(replaces chapter 6 of Harry Potter and the Chamber of Secrets)
The next morning was rather strange for a variety of reasons. Harry woke up feeling as though he should be especially glad that Ben prevented them from taking drastic actions. Harry could only wonder what he and Ron would have done if they had missed the train. When he sat at the Gryffindor table with Ron and Hermione, he heard conversations around them about a car arriving at Hogwarts last night.
"You hear the rumors about the car?" Harry asked his friends.
Ron colored as he started tearing further into his breakfast. Hermione shot him a disgusted look before she responded to Harry. "The Weasley's car apparently drove itself here last night, crashing into the willow tree on the ground."
"What?"
"Yeah. The tree didn't seem to like that and started to attempt to wail on the car."
Harry sat stunned.
"How - ?"
"Apparently, Ben was helping Mr. Weasley with it and it took a liking to him. He had to tell it that he was fine and that he didn't need its help. According to the rumours, the car drove into the Forbidden Forest afterwards."
Harry looked around, trying to spot Ben. He didn't manage to see him, although he spotted Ginny just getting in. He turned to Hermione and asked, "Where's Ben now?"

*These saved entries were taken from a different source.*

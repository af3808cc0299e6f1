use std::fmt::Write as _;

use glazing_core::catalog::Catalog;

/// Builds the assistant persona from the published catalog.
pub fn system_instruction(catalog: &Catalog) -> String {
    let company = &catalog.company;
    let mut out = String::new();

    let _ = writeln!(
        out,
        "You are the assistant for {}, a London company fitting double glazing, windows and doors.",
        company.name
    );
    out.push_str(
        "Be helpful and professional, and encourage customers to request a quote or call us.\n\
         We no longer offer painting services; we work only on glazing, windows and doors.\n\n",
    );

    out.push_str("Company details:\n");
    let _ = writeln!(out, "Name: {}", company.name);
    let _ = writeln!(out, "Address: {}", company.address);
    let _ = writeln!(out, "Phone: {}", company.phone);
    let _ = writeln!(out, "Hours: {}", company.hours);
    let _ = writeln!(
        out,
        "Rating: {} stars from {} reviews.",
        company.rating, company.review_count
    );

    out.push_str("\nProducts:\n");
    for product in catalog.products {
        let _ = writeln!(
            out,
            "- {}: {} ({})",
            product.name, product.description, product.price_range
        );
    }

    out.push_str(
        "\nTone: modern, professional, expert and concise.\n\
         When asked about prices, quote the ranges above and explain that a site visit gives an accurate figure.\n\
         When asked where we are, say North Circular Rd, London N13.\n\
         When asked about painting, explain politely that we now specialise in windows and doors only.\n\
         Keep answers under 80 words unless the customer asks for detail.\n",
    );

    out
}

#[cfg(test)]
mod tests {
    use super::*;

    #[test]
    fn instruction_names_company_and_contact() {
        let text = system_instruction(&Catalog::standard());

        assert!(text.contains("A406 Windows"));
        assert!(text.contains("020 8889 9982"));
        assert!(text.contains("377 B, N Circular Rd., London N13 5UU"));
        assert!(text.contains("4.1 stars from 13 reviews"));
    }

    #[test]
    fn instruction_lists_every_product_with_range() {
        let catalog = Catalog::standard();
        let text = system_instruction(&catalog);

        for product in catalog.products {
            assert!(text.contains(product.name), "missing {}", product.name);
            assert!(text.contains(product.price_range));
        }
    }

    #[test]
    fn instruction_sets_scope_and_length() {
        let text = system_instruction(&Catalog::standard());

        assert!(text.contains("painting"));
        assert!(text.contains("under 80 words"));
        assert!(text.contains("site visit"));
    }
}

"Probably in the Owlery by this point. He was writing a letter of apology to the Weasleys."
Harry sat contemplating this. Ben caused the Weasleys' car to follow him merely because it liked him. The car was almost alive, then. That definitely sounded like something out of one of Ben's comics.
But he had no time to dwell on this; Professor McGonagall was moving along the Gryffindor table, handing out course schedules. Harry took his and saw that they had double Herbology with the Hufflepuffs first.
Harry, Ron, and Hermione left the castle together, crossed the vegetable patch, and made for the greenhouses, where the magical plants were kept.
As they neared the greenhouses they saw the rest of the class standing outside, waiting for Professor Sprout. Harry, Ron, and Hermione had only just joined them when she came striding into view across the lawn, accompanied by Gilderoy Lockhart. Professor Sprout's arms were full of bandages, and Harry spotted the Whomping Willow in the distance, several of its branches now in slings.
Professor Sprout was a squat little witch who wore a patched hat over her flyaway hair; there was usually a large amount of earth on her clothes and her fingernails would have made Aunt Petunia faint. Gilderoy Lockhart, however, was immaculate in sweeping robes of turquoise, his golden hair shining under a perfectly positioned turquoise hat with gold trimming.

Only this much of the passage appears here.